ENTRIES SUPPLIED:

>>>

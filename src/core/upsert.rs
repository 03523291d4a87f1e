//! Create-or-replace reconciliation of a record against a [`ResourceStore`].

use crate::error::{Operation, SecretError, StoreError};
use crate::models::record::CredentialRecord;
use crate::store::{Deadline, Resource, ResourceStore};
use tracing::info;

/// Terminal state of a successful upsert, with the stored resource.
#[derive(Debug, Clone, PartialEq, Eq)]
pub enum UpsertOutcome {
    Created(Resource),
    Updated(Resource),
}

impl UpsertOutcome {
    pub fn verb(&self) -> &'static str {
        match self {
            UpsertOutcome::Created(_) => "created",
            UpsertOutcome::Updated(_) => "updated",
        }
    }

    pub fn resource(&self) -> &Resource {
        match self {
            UpsertOutcome::Created(r) | UpsertOutcome::Updated(r) => r,
        }
    }
}

/// Make the store hold `record`: create it if absent, otherwise replace the
/// existing resource's labels and payload. Each store call is made at most
/// once; failures are never retried.
pub fn upsert<S: ResourceStore + ?Sized>(
    store: &S,
    record: &CredentialRecord,
    deadline: Deadline,
) -> Result<UpsertOutcome, SecretError> {
    let namespace = record.namespace();
    let name = record.name();
    let fail = |operation: Operation| {
        move |source: StoreError| SecretError::Upsert {
            operation,
            namespace: namespace.to_string(),
            name: name.to_string(),
            source,
        }
    };

    let existing = store
        .get(namespace, name, deadline)
        .map_err(fail(Operation::Lookup))?;

    let outcome = match existing {
        None => {
            let created = store
                .create(Resource::from_record(record), deadline)
                .map_err(fail(Operation::Create))?;
            UpsertOutcome::Created(created)
        }
        Some(mut current) => {
            current.metadata.labels = record.labels().clone();
            current.data = record.payload().to_map();
            let updated = store
                .replace(current, deadline)
                .map_err(fail(Operation::Replace))?;
            UpsertOutcome::Updated(updated)
        }
    };

    info!(
        namespace,
        name,
        outcome = outcome.verb(),
        resource_version = ?outcome.resource().metadata.resource_version,
        "secret reconciled"
    );
    Ok(outcome)
}

#[cfg(test)]
mod tests {
    use super::*;
    use crate::core::assembler::{assemble_with, CredentialSources};
    use crate::core::paths::StorePaths;
    use crate::store::file::FileStore;
    use std::cell::Cell;
    use std::collections::BTreeMap;
    use std::path::Path;
    use std::time::{Duration, Instant};
    use tempfile::TempDir;

    fn record(user: &str, password: &str) -> CredentialRecord {
        let sources = CredentialSources {
            username: Some(user.into()),
            password: Some(password.into()),
            ..Default::default()
        };
        let mut labels = BTreeMap::new();
        labels.insert("app".into(), "charts".into());
        assemble_with("repo-auth", "flux-system", labels, &sources, |_: &Path| {
            unreachable!()
        })
        .unwrap()
    }

    fn deadline() -> Deadline {
        Deadline::after(Duration::from_secs(10))
    }

    #[test]
    fn test_created_then_updated() {
        let dir = TempDir::new().unwrap();
        let store = FileStore::new(StorePaths::from_root(dir.path().to_path_buf()));
        let rec = record("bot", "pw");

        let first = upsert(&store, &rec, deadline()).unwrap();
        assert!(matches!(first, UpsertOutcome::Created(_)));
        let stored = store.get("flux-system", "repo-auth", deadline()).unwrap().unwrap();
        assert_eq!(stored.data, rec.payload().to_map());

        let second = upsert(&store, &rec, deadline()).unwrap();
        assert!(matches!(second, UpsertOutcome::Updated(_)));
        assert_eq!(second.verb(), "updated");
        let stored = store.get("flux-system", "repo-auth", deadline()).unwrap().unwrap();
        assert_eq!(stored.data, rec.payload().to_map());
        assert_eq!(stored.metadata.uid, first.resource().metadata.uid);
    }

    #[test]
    fn test_update_replaces_payload_and_labels() {
        let dir = TempDir::new().unwrap();
        let store = FileStore::new(StorePaths::from_root(dir.path().to_path_buf()));
        upsert(&store, &record("bot", "old"), deadline()).unwrap();

        let rec = assemble_with(
            "repo-auth",
            "flux-system",
            BTreeMap::new(),
            &CredentialSources::default(),
            |_: &Path| unreachable!(),
        )
        .unwrap();
        let outcome = upsert(&store, &rec, deadline()).unwrap();
        assert!(outcome.resource().data.is_empty());
        assert!(outcome.resource().metadata.labels.is_empty());
    }

    /// Store whose replace always loses an optimistic-concurrency race.
    #[derive(Default)]
    struct ConflictingStore {
        creates: Cell<u32>,
        replaces: Cell<u32>,
    }

    impl ResourceStore for ConflictingStore {
        fn get(&self, namespace: &str, name: &str, _: Deadline) -> Result<Option<Resource>, StoreError> {
            let mut r = Resource::default();
            r.metadata.namespace = namespace.into();
            r.metadata.name = name.into();
            r.metadata.resource_version = Some(7);
            Ok(Some(r))
        }

        fn create(&self, resource: Resource, _: Deadline) -> Result<Resource, StoreError> {
            self.creates.set(self.creates.get() + 1);
            Ok(resource)
        }

        fn replace(&self, _: Resource, _: Deadline) -> Result<Resource, StoreError> {
            self.replaces.set(self.replaces.get() + 1);
            Err(StoreError::Conflict {
                expected: 7,
                current: 8,
            })
        }
    }

    #[test]
    fn test_replace_conflict_surfaces_without_create() {
        let store = ConflictingStore::default();
        let err = upsert(&store, &record("bot", "pw"), deadline()).unwrap_err();
        match err {
            SecretError::Upsert {
                operation,
                namespace,
                name,
                source,
            } => {
                assert_eq!(operation, Operation::Replace);
                assert_eq!(namespace, "flux-system");
                assert_eq!(name, "repo-auth");
                assert!(matches!(source, StoreError::Conflict { .. }));
            }
            other => panic!("unexpected error: {:?}", other),
        }
        assert_eq!(store.creates.get(), 0);
        assert_eq!(store.replaces.get(), 1);
    }

    /// Store that never holds anything; `create` answers with `create_result`.
    struct EmptyStore {
        create_result: fn(Resource) -> Result<Resource, StoreError>,
        gets: Cell<u32>,
        creates: Cell<u32>,
        replaces: Cell<u32>,
    }

    impl EmptyStore {
        fn new(create_result: fn(Resource) -> Result<Resource, StoreError>) -> Self {
            Self {
                create_result,
                gets: Cell::new(0),
                creates: Cell::new(0),
                replaces: Cell::new(0),
            }
        }
    }

    impl ResourceStore for EmptyStore {
        fn get(&self, _: &str, _: &str, _: Deadline) -> Result<Option<Resource>, StoreError> {
            self.gets.set(self.gets.get() + 1);
            Ok(None)
        }

        fn create(&self, resource: Resource, _: Deadline) -> Result<Resource, StoreError> {
            self.creates.set(self.creates.get() + 1);
            (self.create_result)(resource)
        }

        fn replace(&self, resource: Resource, _: Deadline) -> Result<Resource, StoreError> {
            self.replaces.set(self.replaces.get() + 1);
            Ok(resource)
        }
    }

    #[test]
    fn test_absent_resource_is_looked_up_then_created() {
        let store = EmptyStore::new(Ok);
        let rec = record("bot", "pw");
        let outcome = upsert(&store, &rec, deadline()).unwrap();
        match &outcome {
            UpsertOutcome::Created(r) => {
                assert!(r.is_same("flux-system", "repo-auth"));
                assert_eq!(r.data, rec.payload().to_map());
            }
            other => panic!("unexpected outcome: {:?}", other),
        }
        assert_eq!(outcome.verb(), "created");
        assert_eq!(store.gets.get(), 1);
        assert_eq!(store.creates.get(), 1);
        assert_eq!(store.replaces.get(), 0);
    }

    #[test]
    fn test_create_failure_surfaces_without_replace() {
        let store = EmptyStore::new(|_| Err(StoreError::AlreadyExists));
        let err = upsert(&store, &record("bot", "pw"), deadline()).unwrap_err();
        assert!(matches!(
            err,
            SecretError::Upsert {
                operation: Operation::Create,
                source: StoreError::AlreadyExists,
                ..
            }
        ));
        assert!(err.to_string().starts_with("create secret 'flux-system/repo-auth' failed"));
        assert_eq!(store.gets.get(), 1);
        assert_eq!(store.creates.get(), 1);
        assert_eq!(store.replaces.get(), 0);
    }

    #[test]
    fn test_lookup_timeout_is_lookup_error() {
        let dir = TempDir::new().unwrap();
        let store = FileStore::new(StorePaths::from_root(dir.path().to_path_buf()));
        let err = upsert(&store, &record("bot", "pw"), Deadline::at(Instant::now())).unwrap_err();
        assert!(matches!(
            err,
            SecretError::Upsert {
                operation: Operation::Lookup,
                source: StoreError::Timeout,
                ..
            }
        ));
    }

    #[test]
    fn test_works_through_trait_object() {
        let dir = TempDir::new().unwrap();
        let store = FileStore::new(StorePaths::from_root(dir.path().to_path_buf()));
        let dyn_store: &dyn ResourceStore = &store;
        let outcome = upsert(dyn_store, &record("bot", "pw"), deadline()).unwrap();
        assert_eq!(outcome.verb(), "created");
    }
}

<<<

ACTIVITY:
If a line in the material holds "current", copy it.

FINAL ANSWER:
        Some(mut current) => {
            current.metadata.labels = record.labels().clone();
            current.data = record.payload().to_map();
                .replace(current, deadline)
                current: 8,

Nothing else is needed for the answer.